Why the hell are they running with information that hasn't been duplicated in 9 years? And if anyone has knowledge of research contradicting my opinion, please post it.

I'm thinking that this might have something to do with Poliquin's opinion on glutamine...
http://www.charlespoliquin.com/store/product.php?productid=16150&cat=0&page=1

He also sells his own fish oil, BCAA's, & BA which he conveniently seems to recommend ridiculous amounts of.
 
You are 100% correct. Orally taken glutamine does ABSOLUTELY nothing.
 
Nice work Monger. I saw Poliquin's tip on glutamine in today's T-nation article, and was like "WTF??? Why the fuck would he be recommending glutamine?!?".

I've said it before and I'll say it again, sure, it's an insulin secretagogue and an alkalizing agent, but for fuck's sake, so is ANY carb, and as far as alkalizing, eat your damn veggies.

If he wasn't selling it, it would still be stupidly insane, but this makes him look just as bad as the scam artists at T-nation. See what he's recommending for BCAAs? He's selling those, too.

"My athletes might go through 40 or 50 capsules per workout. We just dump about fifty capsules in a bottle and make sure they're all gone by the end of the workout. I find that to be very anabolic."

Wow.
 
If he wasn't selling it, it would still be stupidly insane, but this makes him look just as bad as the scam artists at T-nation. See what he's recommending for BCAAs? He's selling those, too.
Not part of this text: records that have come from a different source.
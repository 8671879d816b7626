//! Integration tests for configuration management
//!
//! These tests validate that `VAULTDEX_*` environment variables are read and
//! validated, and that invalid values surface as configuration errors.

use std::env;
use std::sync::Mutex;
use vaultdex::config::AppConfig;
use vaultdex::{Result, VaultdexError};

// Use a mutex to serialize tests that modify environment variables
static ENV_MUTEX: Mutex<()> = Mutex::new(());

const KEYS: &[&str] = &[
    "VAULTDEX_CACHE_DIR",
    "VAULTDEX_KDF_ITERATIONS",
    "VAULTDEX_BATCH_SIZE",
    "VAULTDEX_VAULT_TIMEOUT_SECONDS",
    "VAULTDEX_REINDEX_INTERVAL_SECONDS",
    "VAULTDEX_INCLUDE_VALUES",
    "VAULTDEX_LIST_PAGE_SIZE",
    "VAULTDEX_LOG_LEVEL",
    "VAULTDEX_LOG_JSON",
    "VAULTDEX_ENABLE_METRICS",
    "VAULTDEX_METRICS_ADDR",
];

/// Run `f` with the given variables set, restoring the environment afterwards
fn with_env<T>(vars: &[(&str, &str)], f: impl FnOnce() -> T) -> T {
    let _guard = ENV_MUTEX.lock().unwrap_or_else(|e| e.into_inner());
    let saved: Vec<(&str, Option<String>)> = KEYS.iter().map(|k| (*k, env::var(k).ok())).collect();

    for key in KEYS {
        env::remove_var(key);
    }
    for (key, value) in vars {
        env::set_var(key, value);
    }

    let result = f();

    for (key, value) in saved {
        match value {
            Some(value) => env::set_var(key, value),
            None => env::remove_var(key),
        }
    }
    result
}

#[test]
fn test_config_environment_integration() -> Result<()> {
    let config = with_env(
        &[
            ("VAULTDEX_CACHE_DIR", "/tmp/vaultdex-test"),
            ("VAULTDEX_KDF_ITERATIONS", "5000"),
            ("VAULTDEX_BATCH_SIZE", "8"),
            ("VAULTDEX_VAULT_TIMEOUT_SECONDS", "30"),
            ("VAULTDEX_REINDEX_INTERVAL_SECONDS", "0"),
            ("VAULTDEX_INCLUDE_VALUES", "true"),
            ("VAULTDEX_LOG_LEVEL", "vaultdex=debug"),
            ("VAULTDEX_LOG_JSON", "1"),
        ],
        AppConfig::from_env,
    )?;

    assert_eq!(config.cache.cache_dir, std::path::PathBuf::from("/tmp/vaultdex-test"));
    assert_eq!(config.cache.kdf_iterations, 5000);
    assert_eq!(config.indexing.batch_size, 8);
    assert_eq!(config.indexing.vault_timeout().as_secs(), 30);
    assert!(config.indexing.reindex_interval().is_none());
    assert!(config.indexing.include_values);
    assert_eq!(config.observability.log_level, "vaultdex=debug");
    assert!(config.observability.json_logging);
    assert!(!config.observability.enable_metrics);
    Ok(())
}

#[test]
fn test_config_defaults_integration() -> Result<()> {
    let config = with_env(&[], AppConfig::from_env)?;

    assert_eq!(config.cache.kdf_iterations, 100_000);
    assert!(config.cache.cache_dir.ends_with(".vaultdex"));
    assert_eq!(config.indexing.batch_size, 5);
    assert_eq!(config.indexing.vault_timeout_seconds, 120);
    assert_eq!(config.indexing.reindex_interval_seconds, 3600);
    assert!(!config.indexing.include_values);
    assert_eq!(config.observability.log_level, "info");
    assert_eq!(config.observability.metrics_addr, "127.0.0.1:9464");
    Ok(())
}

#[test]
fn test_invalid_values_are_config_errors() {
    let unparsable = with_env(&[("VAULTDEX_BATCH_SIZE", "five")], AppConfig::from_env);
    assert!(matches!(unparsable, Err(VaultdexError::Config(_))));

    let out_of_range = with_env(&[("VAULTDEX_BATCH_SIZE", "0")], AppConfig::from_env);
    assert!(out_of_range.is_err());

    let weak_kdf = with_env(&[("VAULTDEX_KDF_ITERATIONS", "10")], AppConfig::from_env);
    assert!(weak_kdf.is_err());
}

#[test]
fn test_metrics_environment_integration() -> Result<()> {
    let config = with_env(
        &[("VAULTDEX_ENABLE_METRICS", "true"), ("VAULTDEX_METRICS_ADDR", "0.0.0.0:9100")],
        AppConfig::from_env,
    )?;

    assert!(config.observability.enable_metrics);
    assert_eq!(config.observability.metrics_socket_addr()?.port(), 9100);
    Ok(())
}
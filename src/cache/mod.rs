//! # Cache Layers
//!
//! - [`persistent`]: password-encrypted, metadata-only store that survives restarts
//! - [`ephemeral`]: session-keyed in-memory store that may also hold values
//!
//! Both are keyed by vault identifier and replace a vault's record as a whole.

pub mod ephemeral;
pub mod persistent;

pub use ephemeral::{EphemeralSessionIndex, SessionSearchOptions};
pub use persistent::{CacheFiles, CacheStats, LoadOutcome, PersistentVaultCache};
//! Vault data source abstraction
//!
//! The indexing coordinator reaches the vault provider only through
//! [`VaultDataSource`]. Resource listings are lazy streams so a provider can
//! page through large vaults without buffering them.

pub mod inventory;

pub use inventory::{Inventory, InventoryDataSource, InventorySubscription, InventoryVault};

use async_trait::async_trait;
use futures::stream::BoxStream;
use futures::TryStreamExt;

use crate::domain::{CertMeta, KeyMeta, SecretMeta, SecretString, Subscription, VaultInfo};
use crate::errors::Result;

/// Lazily paged listing of one resource kind
pub type ResourceStream<T> = BoxStream<'static, Result<T>>;

/// Trait for reading subscriptions, vaults and vault contents from a provider
///
/// Implementations must never log secret or certificate values.
#[async_trait]
pub trait VaultDataSource: Send + Sync {
    /// Subscriptions visible to the current identity
    async fn list_subscriptions(&self) -> Result<Vec<Subscription>>;

    /// Vaults inside one subscription
    async fn list_vaults(&self, subscription_id: &str) -> Result<Vec<VaultInfo>>;

    fn list_secrets(&self, vault: &VaultInfo) -> ResourceStream<SecretMeta>;

    fn list_keys(&self, vault: &VaultInfo) -> ResourceStream<KeyMeta>;

    fn list_certificates(&self, vault: &VaultInfo) -> ResourceStream<CertMeta>;

    /// Current value of a secret (session index only)
    async fn get_secret_value(&self, vault: &VaultInfo, name: &str) -> Result<SecretString>;

    /// Certificate contents (session index only)
    async fn get_certificate_value(&self, vault: &VaultInfo, name: &str) -> Result<SecretString>;
}

/// Drain a listing into memory, stopping at the first error
pub async fn collect_all<T: Send + 'static>(stream: ResourceStream<T>) -> Result<Vec<T>> {
    stream.try_collect().await
}
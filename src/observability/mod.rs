//! # Observability Infrastructure
//!
//! Structured logging and metrics for vaultdex.

pub mod logging;
pub mod metrics;

pub use self::logging::{init_logging, log_config_info};
pub use self::metrics::{install_exporter, MetricsRecorder};

use crate::config::ObservabilityConfig;
use crate::errors::Result;
use ::tracing::info;

/// Initialize logging, install the metrics exporter and build the recorder
pub fn init_observability(config: &ObservabilityConfig) -> Result<MetricsRecorder> {
    init_logging(config)?;
    install_exporter(config)?;
    let recorder = MetricsRecorder::from_config(config);

    info!(
        service_name = %config.service_name,
        log_level = %config.log_level,
        json_logging = config.json_logging,
        metrics_enabled = config.enable_metrics,
        "Observability initialized successfully"
    );

    Ok(recorder)
}
//! # Search Engine
//!
//! Relevance scoring and ranking shared by both cache layers.
//!
//! A candidate string is scored against a query by a ladder where each tier
//! short-circuits the next. All comparisons are case-insensitive.
//!
//! | Tier      | Score |
//! |-----------|-------|
//! | exact     | 100   |
//! | prefix    | 80    |
//! | substring | 60    |
//! | fuzzy     | 1..=50|
//!
//! Fuzzy matching walks the query left to right and greedily finds each
//! character at or after the previous match. Query characters that cannot be
//! found are skipped; the match only counts when at least 70% of the query was
//! found. The score is `50 * coverage * density`, where coverage is the matched
//! share of the query and density is the matched share of the candidate window
//! between the first and last match.

pub mod index;

pub use index::VaultSearchIndex;

use serde::Serialize;
use std::cmp::Ordering;

use crate::domain::{MatchField, ResourceRef, SearchHit, VaultRecord};

pub const EXACT_SCORE: u8 = 100;
pub const PREFIX_SCORE: u8 = 80;
pub const SUBSTRING_SCORE: u8 = 60;
pub const FUZZY_MAX_SCORE: u8 = 50;

/// Minimum share of query characters a fuzzy match must find, in percent
pub const FUZZY_MIN_COVERAGE_PERCENT: usize = 70;

/// Which tier of the ladder produced a match
#[derive(Debug, Clone, Copy, PartialEq, Eq, PartialOrd, Ord, Serialize)]
#[serde(rename_all = "snake_case")]
pub enum MatchKind {
    Fuzzy,
    Substring,
    Prefix,
    Exact,
}

#[derive(Debug, Clone, Copy, PartialEq, Eq)]
pub struct MatchScore {
    pub kind: MatchKind,
    pub score: u8,
}

impl MatchScore {
    /// Score used for secondary fields (values, tags) so they never outrank a
    /// name match of the same tier
    pub fn half_weight(self) -> Self {
        Self { kind: self.kind, score: (self.score / 2).max(1) }
    }
}

/// Normalized search term
#[derive(Debug, Clone, PartialEq, Eq)]
pub struct Query {
    text: String,
    chars: Vec<char>,
}

impl Query {
    /// Normalize a raw term. Empty and whitespace-only terms yield `None`.
    pub fn parse(term: &str) -> Option<Self> {
        let trimmed = term.trim();
        if trimmed.is_empty() {
            return None;
        }
        let text = trimmed.to_lowercase();
        let chars = text.chars().collect();
        Some(Self { text, chars })
    }

    pub fn as_str(&self) -> &str {
        &self.text
    }
}

/// Score `candidate` against `query`, or `None` when nothing on the ladder matches
pub fn score(query: &Query, candidate: &str) -> Option<MatchScore> {
    let candidate = candidate.to_lowercase();

    if candidate == query.text {
        return Some(MatchScore { kind: MatchKind::Exact, score: EXACT_SCORE });
    }
    if candidate.starts_with(&query.text) {
        return Some(MatchScore { kind: MatchKind::Prefix, score: PREFIX_SCORE });
    }
    if candidate.contains(&query.text) {
        return Some(MatchScore { kind: MatchKind::Substring, score: SUBSTRING_SCORE });
    }

    fuzzy_score(&query.chars, &candidate)
        .map(|score| MatchScore { kind: MatchKind::Fuzzy, score })
}

/// Convenience wrapper scoring a raw term; 0 means no match
pub fn score_term(term: &str, candidate: &str) -> u8 {
    Query::parse(term).and_then(|q| score(&q, candidate)).map_or(0, |m| m.score)
}

fn fuzzy_score(query: &[char], candidate: &str) -> Option<u8> {
    let target: Vec<char> = candidate.chars().collect();
    if query.is_empty() || target.is_empty() {
        return None;
    }

    let mut position = 0usize;
    let mut matched = 0usize;
    let mut first: Option<usize> = None;
    let mut last = 0usize;

    for qc in query {
        if let Some(offset) = target[position..].iter().position(|tc| tc == qc) {
            let at = position + offset;
            first.get_or_insert(at);
            last = at;
            matched += 1;
            position = at + 1;
            if position >= target.len() {
                break;
            }
        }
    }

    let first = first?;
    if matched * 100 < query.len() * FUZZY_MIN_COVERAGE_PERCENT {
        return None;
    }

    let span = last - first + 1;
    let coverage = matched as f64 / query.len() as f64;
    let density = matched as f64 / span as f64;
    let raw = (f64::from(FUZZY_MAX_SCORE) * coverage * density).floor();

    Some((raw as u8).clamp(1, FUZZY_MAX_SCORE))
}

/// Ordering used for every result list: descending score, then shorter
/// name, then name, then vault identifier
pub fn compare_hits(a: &SearchHit, b: &SearchHit) -> Ordering {
    b.score
        .cmp(&a.score)
        .then_with(|| a.name.chars().count().cmp(&b.name.chars().count()))
        .then_with(|| a.name.cmp(&b.name))
        .then_with(|| a.vault_identifier.cmp(&b.vault_identifier))
        .then_with(|| a.resource_type.cmp(&b.resource_type))
}

/// Sort hits into their stable presentation order
pub fn rank(hits: &mut [SearchHit]) {
    hits.sort_by(compare_hits);
}

/// Name-only search over one record; hits are unordered
pub fn search_record(record: &VaultRecord, query: &Query) -> Vec<SearchHit> {
    record
        .resources()
        .filter_map(|resource: ResourceRef<'_>| {
            score(query, resource.name()).map(|m| {
                SearchHit::new(
                    record.vault_identifier.clone(),
                    resource.to_meta(),
                    m.score,
                    MatchField::Name,
                )
            })
        })
        .collect()
}

#[cfg(test)]
mod tests {
    use super::*;
    use crate::domain::{CertMeta, KeyMeta, SecretMeta};

    fn q(term: &str) -> Query {
        Query::parse(term).unwrap()
    }

    #[test]
    fn test_ladder_precedence() {
        let query = q("db");
        let exact = score(&query, "db").unwrap();
        let prefix = score(&query, "db-conn").unwrap();
        let substring = score(&query, "my-db-conn").unwrap();
        let fuzzy = score(&query, "dxb").unwrap();

        assert_eq!(exact.kind, MatchKind::Exact);
        assert_eq!(prefix.kind, MatchKind::Prefix);
        assert_eq!(substring.kind, MatchKind::Substring);
        assert_eq!(fuzzy.kind, MatchKind::Fuzzy);

        assert!(exact.score > prefix.score);
        assert!(prefix.score > substring.score);
        assert!(substring.score > fuzzy.score);
        assert!(fuzzy.score > 0);
    }

    #[test]
    fn test_no_match() {
        assert!(score(&q("xyz"), "db-conn").is_none());
        assert_eq!(score_term("xyz", "db-conn"), 0);
    }

    #[test]
    fn test_case_insensitive() {
        assert_eq!(score_term("DB", "db"), EXACT_SCORE);
        assert_eq!(score_term("db", "DB-Conn"), PREFIX_SCORE);
        assert_eq!(score_term("Conn", "my-db-CONN"), SUBSTRING_SCORE);
    }

    #[test]
    fn test_empty_and_whitespace_queries_match_nothing() {
        assert!(Query::parse("").is_none());
        assert!(Query::parse("   \t").is_none());
        assert_eq!(score_term("", "anything"), 0);
    }

    #[test]
    fn test_query_is_trimmed() {
        assert_eq!(score_term("  db ", "db"), EXACT_SCORE);
    }

    #[test]
    fn test_fuzzy_density() {
        // d..b adjacent-ish scores better than spread out
        let tight = score_term("db", "dxb");
        let loose = score_term("db", "dxxxxxxb");
        assert!(tight > loose);
        assert_eq!(tight, 33);
        assert!(loose >= 1);
    }

    #[test]
    fn test_fuzzy_skips_unmatched_characters() {
        // 9 of 10 query characters appear in order
        let m = score(&q("passwordzx"), "p-a-s-s-w-o-r-d-x").unwrap();
        assert_eq!(m.kind, MatchKind::Fuzzy);

        // 1 of 3 is below the coverage threshold
        assert!(score(&q("aqz"), "a").is_none());
    }

    #[test]
    fn test_half_weight() {
        let exact = MatchScore { kind: MatchKind::Exact, score: 100 };
        assert_eq!(exact.half_weight().score, 50);
        let weak = MatchScore { kind: MatchKind::Fuzzy, score: 1 };
        assert_eq!(weak.half_weight().score, 1);
    }

    #[test]
    fn test_rank_order() {
        let record = VaultRecord::new("kv-b")
            .with_secrets(vec![SecretMeta::named("my-db-conn"), SecretMeta::named("db")])
            .with_keys(vec![KeyMeta::named("db-conn"), KeyMeta::named("db-key")])
            .with_certificates(vec![CertMeta::named("dxb")]);
        let other = VaultRecord::new("kv-a").with_secrets(vec![SecretMeta::named("db")]);

        let query = q("db");
        let mut hits = search_record(&record, &query);
        hits.extend(search_record(&other, &query));
        rank(&mut hits);

        let order: Vec<_> =
            hits.iter().map(|h| (h.name.as_str(), h.vault_identifier.as_str())).collect();
        assert_eq!(
            order,
            vec![
                ("db", "kv-a"),
                ("db", "kv-b"),
                ("db-key", "kv-b"),
                ("db-conn", "kv-b"),
                ("my-db-conn", "kv-b"),
                ("dxb", "kv-b"),
            ]
        );
    }

    #[test]
    fn test_search_record_tags_hits_with_source() {
        let record = VaultRecord::new("kv")
            .with_certificates(vec![CertMeta::named("web-tls").with_tag("env", "prod")]);
        let hits = search_record(&record, &q("web"));
        assert_eq!(hits.len(), 1);
        assert_eq!(hits[0].resource_type, crate::domain::ResourceType::Certificate);
        assert_eq!(hits[0].matched_on, MatchField::Name);
        assert_eq!(hits[0].source.name(), "web-tls");
    }
}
Yes, he also sells his own fish oil and, in my opinion, recommends dangerous amounts (for blood thinning reasons).

Even his recommendation of BA (which he also sells) seems sketchy with his "take it till you tingle" advice. As noticed in our BA thread, it seems like some individuals can take quite high doses without tingles.
 
Poliquin's an extremist. Not only does he recommend glutamine, but 30g? That's 30g glutamine, 40g Fish Oil and 30g of BCAA's? Talk about pill popping...
 
40g of fish oil...........HOLY HELL. I can't even imagine that. I though the 10g I took was a lot but 40g is just ridiculous.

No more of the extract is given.